--- START ---

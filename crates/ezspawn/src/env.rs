// SPDX-License-Identifier: BUSL-1.1
// Copyright (c) 2026 Alfred Jean LLC

//! Centralized environment variable access.
//!
//! These only supply defaults for options the caller left unset.

use std::path::PathBuf;
use std::time::Duration;

/// Signal sent on timeout or buffer overflow: EZSPAWN_KILL_SIGNAL > SIGTERM
pub fn kill_signal() -> String {
    std::env::var("EZSPAWN_KILL_SIGNAL")
        .ok()
        .filter(|s| !s.trim().is_empty())
        .unwrap_or_else(|| "SIGTERM".to_string())
}

/// Per-stream capture cap in bytes (unlimited unless `EZSPAWN_MAX_BUFFER` is set)
pub fn max_buffer() -> Option<usize> {
    std::env::var("EZSPAWN_MAX_BUFFER")
        .ok()
        .and_then(|s| s.parse::<usize>().ok())
}

/// Default timeout (none unless `EZSPAWN_TIMEOUT_MS` is set)
pub fn timeout() -> Option<Duration> {
    std::env::var("EZSPAWN_TIMEOUT_MS")
        .ok()
        .and_then(|s| s.parse::<u64>().ok())
        .map(Duration::from_millis)
}

/// Shell used for `shell: true`: EZSPAWN_SHELL > platform default
pub fn shell() -> PathBuf {
    if let Ok(shell) = std::env::var("EZSPAWN_SHELL") {
        if !shell.is_empty() {
            return PathBuf::from(shell);
        }
    }
    default_shell()
}

#[cfg(windows)]
fn default_shell() -> PathBuf {
    PathBuf::from("cmd.exe")
}

#[cfg(not(windows))]
fn default_shell() -> PathBuf {
    PathBuf::from("/bin/sh")
}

--- END ---

▶ Brief
All lines that include the word "parse" must be copied from the material above.

▶ Task solution
        .and_then(|s| s.parse::<usize>().ok())
        .and_then(|s| s.parse::<u64>().ok())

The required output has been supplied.